Desta viagem, ou da memória que a sua mãe dela guardara, e que lhe contara, recorda ter sido assustadora em muitas alturas, como quando o navio era assolado pelas fortes ondas do mar. Aí era o navio um carrossel de onde não podiam descer para parar. Lembra-se de ouvir falar da passagem pelo canal do Suez, que permitia agora a navegação da Europa à Ásia sem ter que contornar a África pelo cabo da Boa Esperança.

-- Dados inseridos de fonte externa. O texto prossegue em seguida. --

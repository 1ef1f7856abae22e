//! Hop-bounded weighted shortest path over an in-process projection.
//!
//! Cost function: a weighted edge costs `1 - weight` (stronger shared
//! features make candidates "closer"); structural edges carry a fixed cost.
//! The search is deterministic: minimum cost first, then fewer hops, then the
//! lexicographically smallest node sequence.

use std::cmp::Ordering;
use std::collections::{BinaryHeap, HashMap};

use crate::graph::{NodeLabel, RelType};
use crate::projection::Projection;

/// Cost of traversing an edge that carries no derived weight.
pub const DEFAULT_STRUCTURAL_COST: f64 = 0.5;

pub fn edge_cost(weight: Option<f64>) -> f64 {
    match weight {
        Some(w) => (1.0 - w).clamp(0.0, 1.0),
        None => DEFAULT_STRUCTURAL_COST,
    }
}

#[derive(Debug, Clone, PartialEq, serde::Serialize)]
pub struct PathResult {
    /// Node uids from start to goal inclusive.
    pub nodes: Vec<String>,
    /// Relationship type of each traversed edge; one shorter than `nodes`.
    pub rels: Vec<RelType>,
    pub cost: f64,
    pub hops: usize,
}

struct QueueEntry {
    cost: f64,
    hops: usize,
    nodes: Vec<String>,
    rels: Vec<RelType>,
}

impl QueueEntry {
    fn head(&self) -> &str {
        self.nodes.last().expect("queue entry has at least the start node")
    }
}

impl PartialEq for QueueEntry {
    fn eq(&self, other: &Self) -> bool {
        self.cmp(other) == Ordering::Equal
    }
}

impl Eq for QueueEntry {}

impl PartialOrd for QueueEntry {
    fn partial_cmp(&self, other: &Self) -> Option<Ordering> {
        Some(self.cmp(other))
    }
}

impl Ord for QueueEntry {
    // Reversed so the max-heap pops the smallest (cost, hops, sequence).
    fn cmp(&self, other: &Self) -> Ordering {
        other
            .cost
            .total_cmp(&self.cost)
            .then_with(|| other.hops.cmp(&self.hops))
            .then_with(|| other.nodes.cmp(&self.nodes))
    }
}

/// Shortest path between two nodes, or `None` when no path exists within
/// `max_hops`. Costs are finite; unreachable is a result, never an inflated
/// cost.
pub fn shortest_path(
    projection: &Projection,
    from: &str,
    to: &str,
    max_hops: usize,
) -> Option<PathResult> {
    if !projection.contains(from) || !projection.contains(to) {
        return None;
    }
    if from == to {
        return Some(PathResult {
            nodes: vec![from.to_string()],
            rels: Vec::new(),
            cost: 0.0,
            hops: 0,
        });
    }

    let mut heap = BinaryHeap::new();
    heap.push(QueueEntry {
        cost: 0.0,
        hops: 0,
        nodes: vec![from.to_string()],
        rels: Vec::new(),
    });
    // Best known cost per (node, hops). Keeping the hop count in the key lets
    // a longer-but-cheaper prefix coexist with a shorter-but-pricier one.
    let mut best: HashMap<(String, usize), f64> = HashMap::new();

    while let Some(entry) = heap.pop() {
        let head = entry.head().to_string();
        if head == to {
            return Some(PathResult {
                cost: entry.cost,
                hops: entry.hops,
                nodes: entry.nodes,
                rels: entry.rels,
            });
        }
        if entry.hops == max_hops {
            continue;
        }

        for edge in projection.neighbors(&head) {
            if entry.nodes.iter().any(|n| n == &edge.to) {
                continue;
            }
            let next_cost = entry.cost + edge_cost(edge.weight);
            let next_hops = entry.hops + 1;

            // Prune only strictly worse paths. Equal-cost alternatives stay
            // in the heap so its (cost, hops, sequence) order picks the
            // lexicographically smallest path at the goal.
            let key = (edge.to.clone(), next_hops);
            match best.get(&key) {
                Some(known) if *known < next_cost => continue,
                _ => {
                    best.insert(key, next_cost);
                }
            }

            let mut nodes = entry.nodes.clone();
            nodes.push(edge.to.clone());
            let mut rels = entry.rels.clone();
            rels.push(edge.rel_type);
            heap.push(QueueEntry {
                cost: next_cost,
                hops: next_hops,
                nodes,
                rels,
            });
        }
    }

    None
}

/// Minimum path cost from `from` to every candidate node reachable within
/// `max_hops`, excluding `from` itself.
pub fn candidate_costs(
    projection: &Projection,
    from: &str,
    max_hops: usize,
) -> HashMap<String, f64> {
    let mut reached: HashMap<String, f64> = HashMap::new();
    if !projection.contains(from) {
        return reached;
    }

    let mut heap = BinaryHeap::new();
    heap.push(QueueEntry {
        cost: 0.0,
        hops: 0,
        nodes: vec![from.to_string()],
        rels: Vec::new(),
    });
    let mut best: HashMap<(String, usize), f64> = HashMap::new();

    while let Some(entry) = heap.pop() {
        let head = entry.head().to_string();
        if head != from && projection.node(&head).map(|n| n.label) == Some(NodeLabel::Candidate) {
            reached.entry(head.clone()).or_insert(entry.cost);
        }
        if entry.hops == max_hops {
            continue;
        }

        for edge in projection.neighbors(&head) {
            if entry.nodes.iter().any(|n| n == &edge.to) {
                continue;
            }
            let next_cost = entry.cost + edge_cost(edge.weight);
            let next_hops = entry.hops + 1;

            let key = (edge.to.clone(), next_hops);
            match best.get(&key) {
                Some(known) if *known < next_cost => continue,
                _ => {
                    best.insert(key, next_cost);
                }
            }

            let mut nodes = entry.nodes.clone();
            nodes.push(edge.to.clone());
            heap.push(QueueEntry {
                cost: next_cost,
                hops: next_hops,
                nodes,
                rels: Vec::new(),
            });
        }
    }

    reached
}
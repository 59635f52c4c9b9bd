//! ElGamal-style digital signatures over short Weierstrass curves.
//!
//! The crate is split along the natural seams of the scheme: [`field`] does
//! modular arithmetic over the prime field, [`curve`] builds the point group
//! on top of it, [`digest`] folds a hash digest into a field-sized scalar,
//! and [`signature`] wires those together into key generation, signing and
//! verification. Hashing and randomness stay with the caller: the scheme
//! takes a ready digest and draws scalars from an injected [`signature::ScalarSource`].

pub mod curve;
pub mod digest;
pub mod field;
pub mod signature;

pub use curve::{Curve, CurveParameters, Point};
pub use field::PrimeField;
pub use signature::{KeyPair, PublicKey, ScalarSource, Signature, SignatureScheme};

#[derive(thiserror::Error, Debug)]
pub enum EcError {
    #[error("operand has no modular inverse (zero, or modulus too small)")]
    InvalidOperand,
    #[error("invalid curve configuration: {0}")]
    InvalidConfiguration(String),
    #[error("private key must be in [1, n-1]")]
    InvalidKey,
    #[error("the signature is malformed")]
    MalformedSignature,
    #[error("signing retry limit exhausted")]
    RetryExhausted,
    #[error("unexpected error: {0}")]
    Other(String),
}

© All rights reserved by Cochinilha 

Sobre Ou Mum (Macau, ou a Cidade do Nome de Deus), 
alguns bons sites


Comentários

João Botas disse…
Obrigado pela partilha. Na fotografia da viagem para Macau em 1939 quase que se consegue identificar o nome do navio a partir do nome inscrito na embarcação 'salva-vidas'... Vou tentar! Cumps JB
É verdade...
. S. ??UERAN... consegue decifrar?
Entretanto, recordo-me de ter encontrado um registo de passageiros em que aparecia o nome da minha avó, no site ancestry.com, numa altura em que estava a experimentar (free trial)
Vou ver se recupero!
Pedro Pinto disse…
A 4ª fotografia (aquela em que aparece o carrinho de bebé) está invertida. Procedendo à correção, é possível concluir que foi tirada na Av. da Praia Grande; identifica-se ainda a calçada de S. João (a rua que sobe), que vai das à Sé, aliás visível, de forma difusa, à direita (na foto corrigida). À esquerda, vê-se o portão da escola Pui Ching, com os caracteres chineses.